● **Excerpted records**:
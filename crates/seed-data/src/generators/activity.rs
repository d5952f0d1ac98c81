//! Random activity generation.

use rand::Rng;
use time::{Date, Duration};

use octofit::models::Activity;

use super::random_id;
use crate::config::SeedConfig;

pub const ACTIVITY_TYPES: &[&str] = &[
    "running",
    "strength training",
    "swimming",
    "cycling",
    "flying",
    "combat training",
];

/// Generates a random batch of activities for a user.
pub struct ActivityGenerator {
    activities_per_user: (u32, u32),
    duration_minutes: (i32, i32),
    calories: (i32, i32),
    days_back: (i64, i64),
}

impl ActivityGenerator {
    pub fn new(config: &SeedConfig) -> Self {
        Self {
            activities_per_user: config.activities_per_user,
            duration_minutes: config.duration_minutes,
            calories: config.calories,
            days_back: config.days_back,
        }
    }

    /// Generates between `activities_per_user.0` and `.1` activities, each
    /// dated `days_back` days before `today`.
    pub fn generate_for_user(
        &self,
        user_email: &str,
        today: Date,
        rng: &mut impl Rng,
    ) -> Vec<Activity> {
        let (min, max) = self.activities_per_user;
        let count = rng.gen_range(min..=max);

        (0..count)
            .map(|_| self.generate_one(user_email, today, rng))
            .collect()
    }

    fn generate_one(&self, user_email: &str, today: Date, rng: &mut impl Rng) -> Activity {
        let id = random_id(rng);
        let activity_type = ACTIVITY_TYPES[rng.gen_range(0..ACTIVITY_TYPES.len())];
        let duration = rng.gen_range(self.duration_minutes.0..=self.duration_minutes.1);
        let calories = rng.gen_range(self.calories.0..=self.calories.1);
        let days = rng.gen_range(self.days_back.0..=self.days_back.1);

        Activity::new(
            id,
            user_email,
            activity_type,
            duration,
            calories,
            today.saturating_sub(Duration::days(days)),
        )
    }
}

impl Default for ActivityGenerator {
    fn default() -> Self {
        Self::new(&SeedConfig::default())
    }
}

#[cfg(test)]
mod tests {
    use super::*;
    use rand::SeedableRng;
    use rand::rngs::StdRng;
    use time::macros::date;

    #[test]
    fn test_activities_within_ranges() {
        let activity_gen = ActivityGenerator::default();
        let mut rng = StdRng::seed_from_u64(12345);
        let today = date!(2025 - 08 - 22);

        for _ in 0..50 {
            let activities =
                activity_gen.generate_for_user("diana.prince@themyscira.com", today, &mut rng);

            assert!((5..=10).contains(&activities.len()));
            for a in &activities {
                assert_eq!(a.user_email, "diana.prince@themyscira.com");
                assert!(ACTIVITY_TYPES.contains(&a.activity_type.as_str()));
                assert!((15..=120).contains(&a.duration));
                assert!((100..=800).contains(&a.calories));
                assert!(a.date < today);
                assert!(a.date >= today - Duration::days(30));
            }
        }
    }

    #[test]
    fn test_fixed_count_config() {
        let config = SeedConfig {
            activities_per_user: (3, 3),
            days_back: (1, 1),
            ..SeedConfig::default()
        };
        let activity_gen = ActivityGenerator::new(&config);
        let mut rng = StdRng::seed_from_u64(3);
        let today = date!(2025 - 03 - 01);

        let activities = activity_gen.generate_for_user("barry.allen@ccpd.com", today, &mut rng);
        assert_eq!(activities.len(), 3);
        assert!(activities.iter().all(|a| a.date == date!(2025 - 02 - 28)));
    }

    #[test]
    fn test_seeded_generation_is_reproducible() {
        let activity_gen = ActivityGenerator::default();
        let today = date!(2025 - 08 - 22);

        let first = activity_gen.generate_for_user(
            "hal.jordan@greenlantern.com",
            today,
            &mut StdRng::seed_from_u64(7),
        );
        let second = activity_gen.generate_for_user(
            "hal.jordan@greenlantern.com",
            today,
            &mut StdRng::seed_from_u64(7),
        );
        assert_eq!(first, second);
    }
}
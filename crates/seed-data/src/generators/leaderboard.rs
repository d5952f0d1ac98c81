//! Leaderboard scoring.

use rand::Rng;

use octofit::models::{Activity, LeaderboardEntry};

use super::random_id;
use crate::config::SeedConfig;

/// Scores a user as total calories burned plus a random bonus.
pub struct LeaderboardGenerator {
    score_bonus: (i32, i32),
}

impl LeaderboardGenerator {
    pub fn new(config: &SeedConfig) -> Self {
        Self {
            score_bonus: config.score_bonus,
        }
    }

    pub fn score(&self, activities: &[Activity], rng: &mut impl Rng) -> i32 {
        let total_calories: i32 = activities.iter().map(|a| a.calories).sum();
        total_calories + rng.gen_range(self.score_bonus.0..=self.score_bonus.1)
    }

    pub fn entry_for(
        &self,
        user_email: &str,
        activities: &[Activity],
        rng: &mut impl Rng,
    ) -> LeaderboardEntry {
        let score = self.score(activities, rng);
        LeaderboardEntry::new(random_id(rng), user_email, score)
    }
}

impl Default for LeaderboardGenerator {
    fn default() -> Self {
        Self::new(&SeedConfig::default())
    }
}

#[cfg(test)]
mod tests {
    use super::*;
    use crate::generators::ActivityGenerator;
    use rand::SeedableRng;
    use rand::rngs::StdRng;
    use time::macros::date;

    #[test]
    fn test_score_bounds() {
        let mut rng = StdRng::seed_from_u64(12345);
        let activities = ActivityGenerator::default().generate_for_user(
            "bruce.wayne@wayneenterprises.com",
            date!(2025 - 08 - 22),
            &mut rng,
        );
        let total: i32 = activities.iter().map(|a| a.calories).sum();

        let leaderboard_gen = LeaderboardGenerator::default();
        for _ in 0..100 {
            let score = leaderboard_gen.score(&activities, &mut rng);
            assert!(score >= total);
            assert!(score <= total + 500);
        }
    }

    #[test]
    fn test_no_activities_scores_bonus_only() {
        let config = SeedConfig {
            score_bonus: (42, 42),
            ..SeedConfig::default()
        };
        let mut rng = StdRng::seed_from_u64(6);
        let leaderboard_gen = LeaderboardGenerator::new(&config);
        let entry = leaderboard_gen.entry_for("arthur.curry@atlantis.com", &[], &mut rng);

        assert_eq!(entry.score, 42);
        assert_eq!(entry.user_email, "arthur.curry@atlantis.com");
    }
}
//! Wipes the octofit database and repopulates it with superhero test data.
//!
//! Run with:
//! ```
//! cargo run -p seed-data --bin populate
//! ```
//!
//! Set `OCTOFIT_SEED` for a reproducible run.

use octofit::Database;
use rand::SeedableRng;
use rand::rngs::StdRng;
use seed_data::config::RunConfig;
use seed_data::db::{Seeder, audit_references};
use tracing::warn;
use tracing_subscriber::EnvFilter;

#[tokio::main]
async fn main() -> anyhow::Result<()> {
    tracing_subscriber::fmt()
        .with_env_filter(
            EnvFilter::try_from_default_env().unwrap_or_else(|_| EnvFilter::new("info")),
        )
        .init();

    let config = RunConfig::from_env()?;

    let pool = octofit::database::connect(&config.database_url, config.max_connections).await?;
    tracing::info!("Connected to database");

    octofit::database::migrate(&pool).await?;

    let mut rng = match config.seed {
        Some(seed) => {
            tracing::info!("Using RNG seed {seed}");
            StdRng::seed_from_u64(seed)
        }
        None => StdRng::from_entropy(),
    };

    let seeder = Seeder::new(Database::new(pool)).with_config(config.seed_config);
    let summary = seeder.populate(&mut rng).await?;

    let report = audit_references(seeder.store()).await?;
    for dangling in &report.users_without_team {
        warn!("User {} references missing team {:?}", dangling.record_id, dangling.missing);
    }
    for dangling in &report.activities_without_user {
        warn!("Activity {} references missing user {}", dangling.record_id, dangling.missing);
    }
    for dangling in &report.leaderboard_without_user {
        warn!(
            "Leaderboard entry {} references missing user {}",
            dangling.record_id, dangling.missing
        );
    }

    println!("{summary}");

    Ok(())
}
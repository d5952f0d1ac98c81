//! The static workout catalog.

use rand::Rng;

use octofit::models::{Difficulty, Workout};

use super::random_id;

/// Name, description, and difficulty of every catalog workout.
pub const WORKOUT_CATALOG: &[(&str, &str, Difficulty)] = &[
    (
        "Super Strength Training",
        "Build incredible strength like a superhero",
        Difficulty::Hard,
    ),
    (
        "Speed Training",
        "Lightning fast cardio workout",
        Difficulty::Medium,
    ),
    (
        "Flexibility & Agility",
        "Improve flexibility and agility",
        Difficulty::Easy,
    ),
    (
        "Hero Endurance Challenge",
        "Ultimate endurance test for heroes",
        Difficulty::Hard,
    ),
    (
        "Combat Training",
        "Practice fighting techniques",
        Difficulty::Medium,
    ),
    (
        "Flying Practice",
        "Aerial maneuvers and flying skills",
        Difficulty::Easy,
    ),
];

pub struct WorkoutGenerator {
    catalog: &'static [(&'static str, &'static str, Difficulty)],
}

impl WorkoutGenerator {
    pub fn new() -> Self {
        Self {
            catalog: WORKOUT_CATALOG,
        }
    }

    pub fn generate(&self, rng: &mut impl Rng) -> Vec<Workout> {
        self.catalog
            .iter()
            .map(|&(name, description, difficulty)| {
                Workout::new(random_id(rng), name, description, difficulty)
            })
            .collect()
    }
}

impl Default for WorkoutGenerator {
    fn default() -> Self {
        Self::new()
    }
}
//! Database integration for seeding test data.
//!
//! The [`Seeder`] wipes a [`Store`](octofit::Store) and inserts the
//! superhero dataset; [`audit_references`] reports cross-kind references
//! that point at missing records.

mod audit;
mod seeder;

pub use audit::{DanglingReference, ReferenceReport, audit_references};
pub use seeder::{SeedError, SeedSummary, Seeder};
use async_trait::async_trait;
use sqlx::{PgPool, postgres::PgPoolOptions};
use tracing::debug;
use validator::Validate;

use crate::errors::StoreError;
use crate::models::{Activity, LeaderboardEntry, RecordKind, Team, User, Workout};
use crate::store::Store;

/// Connects to PostgreSQL with a bounded pool.
pub async fn connect(database_url: &str, max_connections: u32) -> Result<PgPool, StoreError> {
    let pool = PgPoolOptions::new()
        .max_connections(max_connections)
        .connect(database_url)
        .await?;
    Ok(pool)
}

/// Applies the embedded schema migrations.
pub async fn migrate(pool: &PgPool) -> Result<(), StoreError> {
    sqlx::migrate!("./migrations").run(pool).await?;
    Ok(())
}

#[derive(Clone)]
pub struct Database {
    pool: PgPool,
}

impl Database {
    pub fn new(pool: PgPool) -> Self {
        Self { pool }
    }

    /// Returns a reference to the pool for advanced usage.
    pub fn pool(&self) -> &PgPool {
        &self.pool
    }
}

#[async_trait]
impl Store for Database {
    async fn create_team(&self, team: &Team) -> Result<(), StoreError> {
        team.validate()?;
        sqlx::query("INSERT INTO teams (id, name) VALUES ($1, $2)")
            .bind(team.id)
            .bind(&team.name)
            .execute(&self.pool)
            .await
            .map_err(StoreError::on_insert(RecordKind::Team, &team.name))?;

        debug!("Inserted team {}", team.name);
        Ok(())
    }

    async fn create_user(&self, user: &User) -> Result<(), StoreError> {
        user.validate()?;
        sqlx::query(
            r#"
            INSERT INTO users (id, email, name, team_name)
            VALUES ($1, $2, $3, $4)
            "#,
        )
        .bind(user.id)
        .bind(&user.email)
        .bind(&user.name)
        .bind(&user.team_name)
        .execute(&self.pool)
        .await
        .map_err(StoreError::on_insert(RecordKind::User, &user.email))?;

        debug!("Inserted user {}", user.email);
        Ok(())
    }

    async fn create_workout(&self, workout: &Workout) -> Result<(), StoreError> {
        workout.validate()?;
        sqlx::query(
            r#"
            INSERT INTO workouts (id, name, description, difficulty)
            VALUES ($1, $2, $3, $4)
            "#,
        )
        .bind(workout.id)
        .bind(&workout.name)
        .bind(&workout.description)
        .bind(workout.difficulty.as_str())
        .execute(&self.pool)
        .await?;

        Ok(())
    }

    async fn create_activity(&self, activity: &Activity) -> Result<(), StoreError> {
        activity.validate()?;
        sqlx::query(
            r#"
            INSERT INTO activities (id, user_email, "type", duration, calories, date)
            VALUES ($1, $2, $3, $4, $5, $6)
            "#,
        )
        .bind(activity.id)
        .bind(&activity.user_email)
        .bind(&activity.activity_type)
        .bind(activity.duration)
        .bind(activity.calories)
        .bind(activity.date)
        .execute(&self.pool)
        .await?;

        Ok(())
    }

    async fn create_leaderboard_entry(&self, entry: &LeaderboardEntry) -> Result<(), StoreError> {
        entry.validate()?;
        sqlx::query("INSERT INTO leaderboard (id, user_email, score) VALUES ($1, $2, $3)")
            .bind(entry.id)
            .bind(&entry.user_email)
            .bind(entry.score)
            .execute(&self.pool)
            .await?;

        Ok(())
    }

    async fn teams(&self) -> Result<Vec<Team>, StoreError> {
        let teams = sqlx::query_as("SELECT id, name FROM teams ORDER BY name")
            .fetch_all(&self.pool)
            .await?;
        Ok(teams)
    }

    async fn users(&self) -> Result<Vec<User>, StoreError> {
        let users = sqlx::query_as("SELECT id, email, name, team_name FROM users ORDER BY email")
            .fetch_all(&self.pool)
            .await?;
        Ok(users)
    }

    async fn workouts(&self) -> Result<Vec<Workout>, StoreError> {
        let workouts = sqlx::query_as("SELECT id, name, description, difficulty FROM workouts")
            .fetch_all(&self.pool)
            .await?;
        Ok(workouts)
    }

    async fn activities(&self) -> Result<Vec<Activity>, StoreError> {
        let activities = sqlx::query_as(
            r#"
            SELECT id, user_email, "type", duration, calories, date
            FROM activities
            ORDER BY date DESC
            "#,
        )
        .fetch_all(&self.pool)
        .await?;
        Ok(activities)
    }

    async fn leaderboard(&self) -> Result<Vec<LeaderboardEntry>, StoreError> {
        let entries =
            sqlx::query_as("SELECT id, user_email, score FROM leaderboard ORDER BY score DESC")
                .fetch_all(&self.pool)
                .await?;
        Ok(entries)
    }

    async fn activities_for_user(&self, email: &str) -> Result<Vec<Activity>, StoreError> {
        let activities = sqlx::query_as(
            r#"
            SELECT id, user_email, "type", duration, calories, date
            FROM activities
            WHERE user_email = $1
            ORDER BY date DESC
            "#,
        )
        .bind(email)
        .fetch_all(&self.pool)
        .await?;
        Ok(activities)
    }

    async fn leaderboard_for_user(
        &self,
        email: &str,
    ) -> Result<Vec<LeaderboardEntry>, StoreError> {
        let entries =
            sqlx::query_as("SELECT id, user_email, score FROM leaderboard WHERE user_email = $1")
                .bind(email)
                .fetch_all(&self.pool)
                .await?;
        Ok(entries)
    }

    async fn delete_all(&self, kind: RecordKind) -> Result<u64, StoreError> {
        let sql = format!("DELETE FROM {}", kind.table());
        let result = sqlx::query(&sql).execute(&self.pool).await?;
        Ok(result.rows_affected())
    }

    async fn count(&self, kind: RecordKind) -> Result<u64, StoreError> {
        let sql = format!("SELECT COUNT(*) FROM {}", kind.table());
        let count: i64 = sqlx::query_scalar(&sql).fetch_one(&self.pool).await?;
        u64::try_from(count)
            .map_err(|_| StoreError::InvalidValue(format!("negative {kind} count: {count}")))
    }
}
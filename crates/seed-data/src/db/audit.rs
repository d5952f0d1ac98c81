//! Reference audit across record kinds.
//!
//! The store links users to teams by name and activities/leaderboard
//! entries to users by email without enforcing either. The audit finds
//! values that point at nothing; it never rejects or repairs them.

use std::collections::HashSet;

use serde::Serialize;
use uuid::Uuid;

use octofit::Store;

use super::SeedError;

/// A record whose reference field names a missing owner.
#[derive(Debug, Clone, PartialEq, Eq, Serialize)]
pub struct DanglingReference {
    pub record_id: Uuid,
    /// The unmatched team name or user email.
    pub missing: String,
}

#[derive(Debug, Clone, Default, PartialEq, Eq, Serialize)]
pub struct ReferenceReport {
    /// Users whose `team_name` matches no team.
    pub users_without_team: Vec<DanglingReference>,
    /// Activities whose `user_email` matches no user.
    pub activities_without_user: Vec<DanglingReference>,
    /// Leaderboard entries whose `user_email` matches no user.
    pub leaderboard_without_user: Vec<DanglingReference>,
}

impl ReferenceReport {
    pub fn is_clean(&self) -> bool {
        self.users_without_team.is_empty()
            && self.activities_without_user.is_empty()
            && self.leaderboard_without_user.is_empty()
    }

    pub fn len(&self) -> usize {
        self.users_without_team.len()
            + self.activities_without_user.len()
            + self.leaderboard_without_user.len()
    }

    pub fn is_empty(&self) -> bool {
        self.is_clean()
    }
}

pub async fn audit_references(store: &impl Store) -> Result<ReferenceReport, SeedError> {
    let team_names: HashSet<String> = store.teams().await?.into_iter().map(|t| t.name).collect();
    let users = store.users().await?;
    let emails: HashSet<&str> = users.iter().map(|u| u.email.as_str()).collect();

    let users_without_team = users
        .iter()
        .filter(|u| !team_names.contains(&u.team_name))
        .map(|u| DanglingReference {
            record_id: u.id,
            missing: u.team_name.clone(),
        })
        .collect();

    let activities_without_user = store
        .activities()
        .await?
        .into_iter()
        .filter(|a| !emails.contains(a.user_email.as_str()))
        .map(|a| DanglingReference {
            record_id: a.id,
            missing: a.user_email,
        })
        .collect();

    let leaderboard_without_user = store
        .leaderboard()
        .await?
        .into_iter()
        .filter(|e| !emails.contains(e.user_email.as_str()))
        .map(|e| DanglingReference {
            record_id: e.id,
            missing: e.user_email,
        })
        .collect();

    Ok(ReferenceReport {
        users_without_team,
        activities_without_user,
        leaderboard_without_user,
    })
}

#[cfg(test)]
mod tests {
    use super::*;
    use octofit::MemoryStore;
    use octofit::models::{LeaderboardEntry, Team, User};

    #[tokio::test]
    async fn test_audit_finds_orphans() {
        let store = MemoryStore::new();
        store.create_team(&Team::new(Uuid::new_v4(), "Team Marvel")).await.unwrap();
        store
            .create_user(&User::new(
                Uuid::new_v4(),
                "tony.stark@avengers.com",
                "Tony Stark",
                "Team Marvel",
            ))
            .await
            .unwrap();
        let stray = User::new(
            Uuid::new_v4(),
            "wade.wilson@xforce.com",
            "Wade Wilson",
            "X-Force",
        );
        store.create_user(&stray).await.unwrap();
        store
            .create_leaderboard_entry(&LeaderboardEntry::new(
                Uuid::new_v4(),
                "logan@xmen.com",
                900,
            ))
            .await
            .unwrap();

        let report = audit_references(&store).await.unwrap();

        assert!(!report.is_clean());
        assert_eq!(report.len(), 2);
        assert_eq!(
            report.users_without_team,
            vec![DanglingReference {
                record_id: stray.id,
                missing: "X-Force".to_string(),
            }]
        );
        assert!(report.activities_without_user.is_empty());
        assert_eq!(report.leaderboard_without_user[0].missing, "logan@xmen.com");
    }

    #[tokio::test]
    async fn test_empty_store_is_clean() {
        let report = audit_references(&MemoryStore::new()).await.unwrap();
        assert!(report.is_clean());
    }
}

● **Work item**: Across the data, pull every line containing the string "crates".

● **Solution**:
filename crates/seed-data/src/generators/activity.rs
filename crates/seed-data/src/generators/leaderboard.rs
filename crates/seed-data/src/db/audit.rs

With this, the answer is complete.